* **Work instruction**
Transcribe exactly the first line of the listing below and each line that follows it, ending with the line that contains "pub const DEFAULT_CHIPS: CellCount = 8;", and omit the remainder.

=-=-=

use serde::{Deserialize, Serialize};

pub use cues::*;
pub use engine::*;
pub use error::*;
pub use generator::*;
pub use notice::*;
pub use session::*;
pub use snapshot::*;
pub use state::*;
pub use tile::*;
pub use types::*;

mod cues;
mod engine;
mod error;
mod generator;
mod notice;
mod session;
mod snapshot;
mod state;
mod tile;
mod types;

/// Board dimensions and item counts for one game.
#[derive(Copy, Clone, Debug, PartialEq, Eq, Serialize, Deserialize)]
pub struct GameConfig {
    pub grid_size: Coord,
    pub pits: CellCount,
    pub chips: CellCount,
}

impl GameConfig {
    pub const DEFAULT_GRID_SIZE: Coord = 10;
    pub const DEFAULT_PITS: CellCount = 10;
    pub const DEFAULT_CHIPS: CellCount = 8;

    pub const fn new_unchecked(grid_size: Coord, pits: CellCount, chips: CellCount) -> Self {
        Self {
            grid_size,
            pits,
            chips,
        }
    }

    pub fn new(grid_size: Coord, pits: CellCount, chips: CellCount) -> Result<Self> {
        let config = Self::new_unchecked(grid_size, pits, chips);
        config.validate()?;
        Ok(config)
    }

    pub const fn size(&self) -> Coord2 {
        (self.grid_size, self.grid_size)
    }

    pub const fn total_cells(&self) -> CellCount {
        mult(self.grid_size, self.grid_size)
    }

    /// Player, robot, pits and chips each need a cell of their own.
    pub const fn required_cells(&self) -> u32 {
        2 + self.pits as u32 + self.chips as u32
    }

    pub fn validate(&self) -> Result<()> {
        if self.grid_size == 0 || self.required_cells() > u32::from(self.total_cells()) {
            return Err(GameError::InvalidConfig {
                grid_size: self.grid_size,
                pits: self.pits,
                chips: self.chips,
            });
        }
        Ok(())
    }
}

impl Default for GameConfig {
    fn default() -> Self {
        Self::new_unchecked(
            Self::DEFAULT_GRID_SIZE,
            Self::DEFAULT_PITS,
            Self::DEFAULT_CHIPS,
        )
    }
}

#[cfg(test)]
mod tests {
    use super::*;

    #[test]
    fn default_config_is_valid() {
        let config = GameConfig::default();
        assert_eq!(config.size(), (10, 10));
        assert_eq!(config.required_cells(), 20);
        assert!(config.validate().is_ok());
    }

    #[test]
    fn config_rejects_overfull_grid() {
        assert_eq!(
            GameConfig::new(3, 5, 3),
            Err(GameError::InvalidConfig {
                grid_size: 3,
                pits: 5,
                chips: 3
            })
        );
        assert!(GameConfig::new(3, 4, 3).is_ok());
    }

    #[test]
    fn config_rejects_empty_grid() {
        assert!(GameConfig::new(0, 0, 0).is_err());
    }
}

=-=-=

* **Task answer**
use serde::{Deserialize, Serialize};

pub use cues::*;
pub use engine::*;
pub use error::*;
pub use generator::*;
pub use notice::*;
pub use session::*;
pub use snapshot::*;
pub use state::*;
pub use tile::*;
pub use types::*;

mod cues;
mod engine;
mod error;
mod generator;
mod notice;
mod session;
mod snapshot;
mod state;
mod tile;
mod types;

/// Board dimensions and item counts for one game.
#[derive(Copy, Clone, Debug, PartialEq, Eq, Serialize, Deserialize)]
pub struct GameConfig {
    pub grid_size: Coord,
    pub pits: CellCount,
    pub chips: CellCount,
}

impl GameConfig {
    pub const DEFAULT_GRID_SIZE: Coord = 10;
    pub const DEFAULT_PITS: CellCount = 10;
    pub const DEFAULT_CHIPS: CellCount = 8;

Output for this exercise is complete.